# HOW TO COMPLETE THIS TASK
For each line below that includes the string "which", show the whole line.

───── RECORDS SUPPLIED

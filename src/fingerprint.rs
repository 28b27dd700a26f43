//! Persisted artifact fingerprints
//!
//! One JSON file per artifact identifier records what was last generated:
//! when, until when it stays valid, at which strength, and the checksum of
//! the primary output. A missing file means the artifact was never
//! generated (or was reset).

use chrono::{DateTime, Duration, Utc};
use serde::{Deserialize, Serialize};
use std::fs;
use std::io;
use std::path::{Path, PathBuf};

use tracing::debug;

/// Schema version for fingerprint files
pub const SCHEMA_VERSION: u32 = 1;

/// Schema identifier
pub const SCHEMA_ID: &str = "confgen/fingerprint@1";

/// Recorded generation state of one artifact
#[derive(Debug, Clone, PartialEq, Serialize, Deserialize)]
pub struct Fingerprint {
    /// Schema version
    pub schema_version: u32,

    /// Schema identifier
    pub schema_id: String,

    /// Stable artifact identifier (e.g. certificate domain)
    pub identifier: String,

    /// When the artifact was generated
    pub created_at: DateTime<Utc>,

    /// End of the validity window for time-bounded artifacts
    #[serde(default, skip_serializing_if = "Option::is_none")]
    pub expires_at: Option<DateTime<Utc>>,

    /// Strength parameter used (DH modulus size, key size)
    #[serde(default, skip_serializing_if = "Option::is_none")]
    pub strength: Option<u32>,

    /// Private key size
    #[serde(default, skip_serializing_if = "Option::is_none")]
    pub key_size: Option<u32>,

    /// SHA-256 of the primary output file
    #[serde(default, skip_serializing_if = "Option::is_none")]
    pub checksum: Option<String>,
}

impl Fingerprint {
    pub fn new(identifier: impl Into<String>, created_at: DateTime<Utc>) -> Self {
        Self {
            schema_version: SCHEMA_VERSION,
            schema_id: SCHEMA_ID.to_string(),
            identifier: identifier.into(),
            created_at,
            expires_at: None,
            strength: None,
            key_size: None,
            checksum: None,
        }
    }

    /// Set the expiry to `created_at + days`
    pub fn with_lifetime_days(mut self, days: i64) -> Self {
        self.expires_at = Some(self.created_at + Duration::days(days));
        self
    }

    pub fn with_expiry(mut self, expires_at: DateTime<Utc>) -> Self {
        self.expires_at = Some(expires_at);
        self
    }

    pub fn with_strength(mut self, strength: u32) -> Self {
        self.strength = Some(strength);
        self
    }

    pub fn with_key_size(mut self, key_size: u32) -> Self {
        self.key_size = Some(key_size);
        self
    }

    pub fn with_checksum(mut self, checksum: impl Into<String>) -> Self {
        self.checksum = Some(checksum.into());
        self
    }

    /// Whole days left until expiry, truncated toward zero.
    ///
    /// `None` when the fingerprint carries no expiry.
    pub fn remaining_days(&self, now: DateTime<Utc>) -> Option<i64> {
        self.expires_at.map(|expires| (expires - now).num_days())
    }

    /// True once the expiry instant has passed
    pub fn is_expired(&self, now: DateTime<Utc>) -> bool {
        self.expires_at.map(|expires| expires <= now).unwrap_or(false)
    }

    /// Serialize to JSON
    pub fn to_json(&self) -> Result<String, serde_json::Error> {
        serde_json::to_string_pretty(self)
    }

    /// Load from JSON
    pub fn from_json(json: &str) -> Result<Self, serde_json::Error> {
        serde_json::from_str(json)
    }
}

/// Errors for fingerprint store operations
#[derive(Debug, thiserror::Error)]
pub enum StoreError {
    #[error("invalid artifact identifier: {0:?}")]
    InvalidIdentifier(String),

    #[error("corrupt fingerprint {path}: {source}")]
    Corrupt {
        path: PathBuf,
        #[source]
        source: serde_json::Error,
    },

    #[error("IO error: {0}")]
    IoError(#[from] io::Error),

    #[error("JSON error: {0}")]
    JsonError(#[from] serde_json::Error),
}

/// Directory of fingerprint files keyed by identifier
#[derive(Debug, Clone)]
pub struct FingerprintStore {
    root: PathBuf,
}

impl FingerprintStore {
    pub fn new(root: impl Into<PathBuf>) -> Self {
        Self { root: root.into() }
    }

    pub fn root(&self) -> &Path {
        &self.root
    }

    /// Path of the fingerprint file for `identifier`
    pub fn path_for(&self, identifier: &str) -> Result<PathBuf, StoreError> {
        let name = file_stem(identifier)?;
        Ok(self.root.join(format!("{}.json", name)))
    }

    /// Load the fingerprint for `identifier`; `Ok(None)` when none exists
    pub fn load(&self, identifier: &str) -> Result<Option<Fingerprint>, StoreError> {
        let path = self.path_for(identifier)?;

        let json = match fs::read_to_string(&path) {
            Ok(json) => json,
            Err(e) if e.kind() == io::ErrorKind::NotFound => return Ok(None),
            Err(e) => return Err(e.into()),
        };

        Fingerprint::from_json(&json)
            .map(Some)
            .map_err(|source| StoreError::Corrupt { path, source })
    }

    /// Write atomically (write-then-rename), replacing any previous record
    pub fn save(&self, fingerprint: &Fingerprint) -> Result<PathBuf, StoreError> {
        let path = self.path_for(&fingerprint.identifier)?;
        fs::create_dir_all(&self.root)?;

        let json = fingerprint.to_json()?;

        // Write to temp file first
        let temp_path = path.with_extension("json.tmp");
        fs::write(&temp_path, &json)?;

        // Atomic rename
        fs::rename(&temp_path, &path)?;

        debug!(identifier = %fingerprint.identifier, path = %path.display(), "fingerprint saved");
        Ok(path)
    }

    /// Delete the fingerprint; returns whether one existed
    pub fn reset(&self, identifier: &str) -> Result<bool, StoreError> {
        let path = self.path_for(identifier)?;
        match fs::remove_file(&path) {
            Ok(()) => Ok(true),
            Err(e) if e.kind() == io::ErrorKind::NotFound => Ok(false),
            Err(e) => Err(e.into()),
        }
    }
}

/// Filesystem-safe stem for an identifier.
///
/// Characters outside `[A-Za-z0-9._-]` become `_`. Empty identifiers and
/// the dot-only names `.`/`..` are rejected.
pub fn file_stem(identifier: &str) -> Result<String, StoreError> {
    let trimmed = identifier.trim();
    if trimmed.is_empty() || trimmed.chars().all(|c| c == '.') {
        return Err(StoreError::InvalidIdentifier(identifier.to_string()));
    }

    Ok(trimmed
        .chars()
        .map(|c| {
            if c.is_ascii_alphanumeric() || matches!(c, '.' | '_' | '-') {
                c
            } else {
                '_'
            }
        })
        .collect())
}
//! confgen - configuration layering and idempotent artifact regeneration
//!
//! Default and override configuration trees are deep-merged with
//! override-wins semantics (see the `confgen-tree` crate). Generated
//! artifacts such as certificate chains and DH parameters are rebuilt only
//! when their persisted fingerprint is absent, expiring, drifted or was
//! produced with different parameters.

pub mod cache;
pub mod checksum;
pub mod config;
pub mod fingerprint;
pub mod gate;
pub mod lock;
pub mod pki;

pub use confgen_tree::{
    merge, merge_keyed_list, merge_layers, merge_named_list, merge_strict, remove_empty_values,
    ConfigTree, ConfigValue, MergeError, Scalar,
};

pub use checksum::{checksum_bytes, checksum_file, ChecksumFile, ChecksumStatus};
pub use config::{ConfigError, EffectiveConfig, Settings};
pub use fingerprint::{Fingerprint, FingerprintStore, StoreError};
pub use gate::{Action, ArtifactGate, ArtifactState, Decision, GateConfig, GateError, Outcome};
pub use lock::{ArtifactLock, LockError};
pub use pki::{ArtifactGenerator, CommandGenerator, GenerationRequest, GenerationStep, StepError};
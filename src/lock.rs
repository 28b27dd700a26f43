//! Per-artifact locking
//!
//! Reading a fingerprint, regenerating the artifact and writing the new
//! fingerprint must not interleave for the same identifier. Each identifier
//! gets its own advisory lock file (`<stem>.lock`) in the fingerprint store.
//! Different identifiers never block each other.

use std::fs::{self, File, OpenOptions};
use std::io;
use std::path::{Path, PathBuf};
use std::thread;
use std::time::{Duration, Instant};

use thiserror::Error;
use tracing::{debug, warn};

use crate::fingerprint::{file_stem, StoreError};

/// Delay between two attempts on a held lock
const RETRY_INTERVAL: Duration = Duration::from_millis(50);

/// Waiting longer than this is logged once as contention
const CONTENTION_WARNING_AFTER: Duration = Duration::from_millis(500);

pub type LockResult<T> = Result<T, LockError>;

#[derive(Debug, Error)]
pub enum LockError {
    #[error("timed out after {timeout:?} waiting for lock on '{identifier}'")]
    Timeout { identifier: String, timeout: Duration },

    #[error("lock file error: {0}")]
    Io(#[from] io::Error),

    #[error(transparent)]
    Identifier(#[from] StoreError),
}

/// Exclusive advisory lock for one artifact identifier, released on drop
pub struct ArtifactLock {
    path: PathBuf,
    #[allow(dead_code)]
    file: File,
}

impl ArtifactLock {
    /// Lock `identifier` inside `dir`, waiting at most `timeout`.
    ///
    /// `dir` is created when missing.
    pub fn acquire(dir: &Path, identifier: &str, timeout: Duration) -> LockResult<Self> {
        fs::create_dir_all(dir)?;
        let path = dir.join(format!("{}.lock", file_stem(identifier)?));

        let started = Instant::now();
        let mut contended = false;

        loop {
            match try_lock(&path) {
                Ok(file) => {
                    if contended {
                        debug!(identifier, waited_ms = started.elapsed().as_millis() as u64, "lock acquired");
                    }
                    return Ok(Self { path, file });
                }
                Err(e) if e.kind() != io::ErrorKind::WouldBlock => return Err(e.into()),
                Err(_) => {}
            }

            let waited = started.elapsed();
            if waited >= timeout {
                return Err(LockError::Timeout {
                    identifier: identifier.to_string(),
                    timeout,
                });
            }
            if !contended && waited > CONTENTION_WARNING_AFTER {
                warn!(identifier, path = %path.display(), "artifact is locked by another run, waiting");
                contended = true;
            }

            thread::sleep(RETRY_INTERVAL);
        }
    }

    pub fn path(&self) -> &Path {
        &self.path
    }
}

/// `flock(LOCK_EX | LOCK_NB)`; a held lock maps to `WouldBlock`
#[cfg(unix)]
fn try_lock(path: &Path) -> io::Result<File> {
    use std::os::unix::fs::OpenOptionsExt;
    use std::os::unix::io::AsRawFd;

    let file = OpenOptions::new()
        .write(true)
        .create(true)
        .truncate(false)
        .mode(0o644)
        .open(path)?;

    // SAFETY: the descriptor belongs to `file`, which outlives the call
    if unsafe { libc::flock(file.as_raw_fd(), libc::LOCK_EX | libc::LOCK_NB) } == 0 {
        return Ok(file);
    }

    let err = io::Error::last_os_error();
    match err.raw_os_error() {
        Some(code) if code == libc::EWOULDBLOCK => Err(io::ErrorKind::WouldBlock.into()),
        _ => Err(err),
    }
}

/// Exclusive-create fallback where flock is unavailable
#[cfg(not(unix))]
fn try_lock(path: &Path) -> io::Result<File> {
    OpenOptions::new()
        .write(true)
        .create_new(true)
        .open(path)
        .map_err(|e| match e.kind() {
            io::ErrorKind::AlreadyExists => io::ErrorKind::WouldBlock.into(),
            _ => e,
        })
}

impl Drop for ArtifactLock {
    fn drop(&mut self) {
        #[cfg(unix)]
        {
            use std::os::unix::io::AsRawFd;
            // SAFETY: same descriptor the lock was taken on
            unsafe {
                libc::flock(self.file.as_raw_fd(), libc::LOCK_UN);
            }
        }
        #[cfg(not(unix))]
        {
            let _ = fs::remove_file(&self.path);
        }
    }
}
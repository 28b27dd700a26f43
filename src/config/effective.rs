//! Merged configuration and where it came from
//!
//! Layers are merged lowest precedence first. Every layer that contributed
//! is listed in `sources`, with the path and SHA-256 of file layers, so
//! `confgen config --json` shows exactly which files were read.

use chrono::{DateTime, Utc};
use serde::{Deserialize, Serialize};
use std::fs;
use std::io;
use std::path::Path;

use confgen_tree::{merge_layers, ConfigTree, ConfigValue};

use super::defaults::BuiltinDefaults;
use super::settings::Settings;
use crate::checksum::checksum_bytes;

pub const SCHEMA_VERSION: u32 = 1;

pub const SCHEMA_ID: &str = "confgen/effective_config@1";

/// Kind of layer
#[derive(Debug, Clone, Copy, Serialize, Deserialize, PartialEq, Eq)]
#[serde(rename_all = "lowercase")]
pub enum ConfigOrigin {
    Builtin,
    Host,
    File,
    Cli,
}

/// One layer that took part in the merge
#[derive(Debug, Clone, Serialize, Deserialize)]
pub struct ConfigSource {
    pub origin: ConfigOrigin,

    /// Set for file layers only
    #[serde(skip_serializing_if = "Option::is_none")]
    pub path: Option<String>,

    /// SHA-256 of the raw file bytes, file layers only
    #[serde(skip_serializing_if = "Option::is_none")]
    pub digest: Option<String>,
}

impl ConfigSource {
    fn inline(origin: ConfigOrigin) -> Self {
        Self {
            origin,
            path: None,
            digest: None,
        }
    }

    fn file(origin: ConfigOrigin, path: &Path, digest: String) -> Self {
        Self {
            origin,
            path: Some(path.display().to_string()),
            digest: Some(digest),
        }
    }
}

#[derive(Debug, Clone, Serialize, Deserialize)]
pub struct EffectiveConfig {
    pub schema_version: u32,

    pub schema_id: String,

    pub created_at: DateTime<Utc>,

    /// Result of merging every layer
    pub config: ConfigTree,

    /// Layers, lowest precedence first
    pub sources: Vec<ConfigSource>,
}

impl EffectiveConfig {
    /// Merge builtin defaults, the host file, an explicit file and CLI
    /// overrides, in that order.
    ///
    /// A missing host file is skipped; a missing explicit file is an error.
    pub fn build(
        host_config_path: Option<&Path>,
        config_path: Option<&Path>,
        cli_overrides: Option<ConfigTree>,
    ) -> Result<Self, ConfigError> {
        let mut layers = vec![BuiltinDefaults::default().to_tree()];
        let mut sources = vec![ConfigSource::inline(ConfigOrigin::Builtin)];

        let host_path = host_config_path.filter(|path| path.exists());
        let files = [(ConfigOrigin::Host, host_path), (ConfigOrigin::File, config_path)];
        for (origin, path) in files {
            if let Some(path) = path {
                let (tree, digest) = load_tree_file(path)?;
                layers.push(tree);
                sources.push(ConfigSource::file(origin, path, digest));
            }
        }

        if let Some(cli) = cli_overrides {
            layers.push(cli);
            sources.push(ConfigSource::inline(ConfigOrigin::Cli));
        }

        let config = merge_layers(layers);
        Self::validate_config(&config)?;

        Ok(Self {
            schema_version: SCHEMA_VERSION,
            schema_id: SCHEMA_ID.to_string(),
            created_at: Utc::now(),
            config,
            sources,
        })
    }

    fn validate_config(config: &ConfigTree) -> Result<(), ConfigError> {
        let int = |path: &str| config.get_path(path).and_then(ConfigValue::as_i64);
        let invalid = |msg: String| Err(ConfigError::ValidationError(msg));

        if let Some(timeout) = int("lock_timeout_seconds") {
            if !(1..=3600).contains(&timeout) {
                return invalid(format!("lock_timeout_seconds must be in (0, 3600], got {}", timeout));
            }
        }

        let threshold = int("certificate.threshold_days").unwrap_or(crate::gate::DEFAULT_THRESHOLD_DAYS);
        if threshold < 0 {
            return invalid(format!("certificate.threshold_days must not be negative, got {}", threshold));
        }

        if let Some(lifetime) = int("certificate.lifetime_days") {
            if lifetime <= threshold {
                return invalid(format!(
                    "certificate.lifetime_days ({}) must be greater than threshold_days ({})",
                    lifetime, threshold
                ));
            }
        }

        Ok(())
    }

    /// Typed view of the merged tree
    pub fn settings(&self) -> Result<Settings, ConfigError> {
        serde_json::from_value(self.config.to_json())
            .map_err(|e| ConfigError::ValidationError(format!("settings: {}", e)))
    }

    pub fn to_json(&self) -> Result<String, serde_json::Error> {
        serde_json::to_string_pretty(self)
    }

    /// Value at a dotted path such as `certificate.dh_size`
    pub fn get(&self, path: &str) -> Option<&ConfigValue> {
        self.config.get_path(path)
    }

    pub fn get_i64(&self, path: &str) -> Option<i64> {
        self.get(path).and_then(ConfigValue::as_i64)
    }

    pub fn get_str(&self, path: &str) -> Option<&str> {
        self.get(path).and_then(ConfigValue::as_str)
    }
}

/// Parse a TOML file, or JSON when the extension is `.json`.
///
/// Returns the tree and the SHA-256 of the raw bytes.
pub fn load_tree_file(path: &Path) -> Result<(ConfigTree, String), ConfigError> {
    let bytes = fs::read(path).map_err(|e| ConfigError::IoError(format!("{}: {}", path.display(), e)))?;
    let digest = checksum_bytes(&bytes);

    let contents = std::str::from_utf8(&bytes)
        .map_err(|e| ConfigError::ParseError(format!("{}: not UTF-8: {}", path.display(), e)))?;

    let is_json = path
        .extension()
        .is_some_and(|ext| ext.eq_ignore_ascii_case("json"));
    let parsed = if is_json {
        ConfigTree::from_json_str(contents)
    } else {
        ConfigTree::from_toml_str(contents)
    };

    let tree = parsed.map_err(|e| ConfigError::ParseError(format!("{}: {}", path.display(), e)))?;
    Ok((tree, digest))
}

/// Configuration errors
#[derive(Debug, thiserror::Error)]
pub enum ConfigError {
    #[error("IO error: {0}")]
    IoError(String),

    #[error("Parse error: {0}")]
    ParseError(String),

    #[error("Validation error: {0}")]
    ValidationError(String),
}

impl From<io::Error> for ConfigError {
    fn from(e: io::Error) -> Self {
        ConfigError::IoError(e.to_string())
    }
}

#[cfg(test)]
mod tests {
    use super::*;
    use std::io::Write;
    use tempfile::{Builder, NamedTempFile};

    fn cli(value: serde_json::Value) -> Option<ConfigTree> {
        Some(ConfigTree::from_json(value).unwrap())
    }

    #[test]
    fn test_build_with_defaults_only() {
        let config = EffectiveConfig::build(None, None, None).unwrap();

        assert_eq!(config.schema_version, SCHEMA_VERSION);
        assert_eq!(config.get_i64("certificate.threshold_days"), Some(10));
        assert_eq!(config.get_str("output_dir"), Some("/etc/snakeoil"));
    }

    #[test]
    fn test_build_with_cli_override() {
        let config = EffectiveConfig::build(
            None,
            None,
            cli(serde_json::json!({"certificate": {"dh_size": 4096}})),
        )
        .unwrap();

        assert_eq!(config.get_i64("certificate.dh_size"), Some(4096));
        // sibling keys survive the nested override
        assert_eq!(config.get_i64("certificate.key_size"), Some(4096));
        assert_eq!(config.get_i64("certificate.lifetime_days"), Some(365));
    }

    #[test]
    fn test_dh_size_floor_left_to_gate() {
        // the strength floor is a gate precondition, not a config error
        let config = EffectiveConfig::build(
            None,
            None,
            cli(serde_json::json!({"certificate": {"dh_size": 1024}})),
        )
        .unwrap();

        assert_eq!(config.settings().unwrap().certificate.dh_size, 1024);
    }

    #[test]
    fn test_validation_lifetime_vs_threshold() {
        let result = EffectiveConfig::build(
            None,
            None,
            cli(serde_json::json!({"certificate": {"lifetime_days": 10, "threshold_days": 10}})),
        );
        assert!(result.unwrap_err().to_string().contains("lifetime_days"));
    }

    #[test]
    fn test_validation_lock_timeout() {
        let result = EffectiveConfig::build(None, None, cli(serde_json::json!({"lock_timeout_seconds": 0})));
        assert!(result.unwrap_err().to_string().contains("lock_timeout_seconds"));
    }

    #[test]
    fn test_load_toml_file() {
        let mut temp = NamedTempFile::new().unwrap();
        writeln!(temp, "store_dir = \"/var/lib/confgen\"").unwrap();
        writeln!(temp, "[certificate]").unwrap();
        writeln!(temp, "threshold_days = 20").unwrap();

        let config = EffectiveConfig::build(None, Some(temp.path()), None).unwrap();

        assert_eq!(config.get_str("store_dir"), Some("/var/lib/confgen"));
        assert_eq!(config.get_i64("certificate.threshold_days"), Some(20));
        assert_eq!(config.sources.len(), 2);
        assert_eq!(config.sources[1].origin, ConfigOrigin::File);
        assert_eq!(config.sources[1].digest.as_ref().unwrap().len(), 64);
    }

    #[test]
    fn test_load_json_file() {
        let mut temp = Builder::new().suffix(".json").tempfile().unwrap();
        write!(temp, r#"{{"output_dir": "/srv/pki"}}"#).unwrap();

        let config = EffectiveConfig::build(None, Some(temp.path()), None).unwrap();

        assert_eq!(config.get_str("output_dir"), Some("/srv/pki"));
    }

    #[test]
    fn test_missing_explicit_file_is_error() {
        let result = EffectiveConfig::build(None, Some(Path::new("/nonexistent/confgen.toml")), None);
        assert!(matches!(result, Err(ConfigError::IoError(_))));
    }

    #[test]
    fn test_missing_host_file_is_skipped() {
        let config = EffectiveConfig::build(Some(Path::new("/nonexistent/host.toml")), None, None).unwrap();

        assert_eq!(config.sources.len(), 1);
        assert_eq!(config.sources[0].origin, ConfigOrigin::Builtin);
    }

    #[test]
    fn test_settings_extraction() {
        let config = EffectiveConfig::build(None, None, None).unwrap();
        let settings = config.settings().unwrap();

        assert_eq!(settings.certificate.dh_size, 2048);
        assert_eq!(settings.commands.params[0], "openssl");
    }
}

──────────

# ANSWER FOR THE TASK
//! when, until when it stays valid, at which strength, and the checksum of
    // SAFETY: the descriptor belongs to `file`, which outlives the call
//! `confgen config --json` shows exactly which files were read.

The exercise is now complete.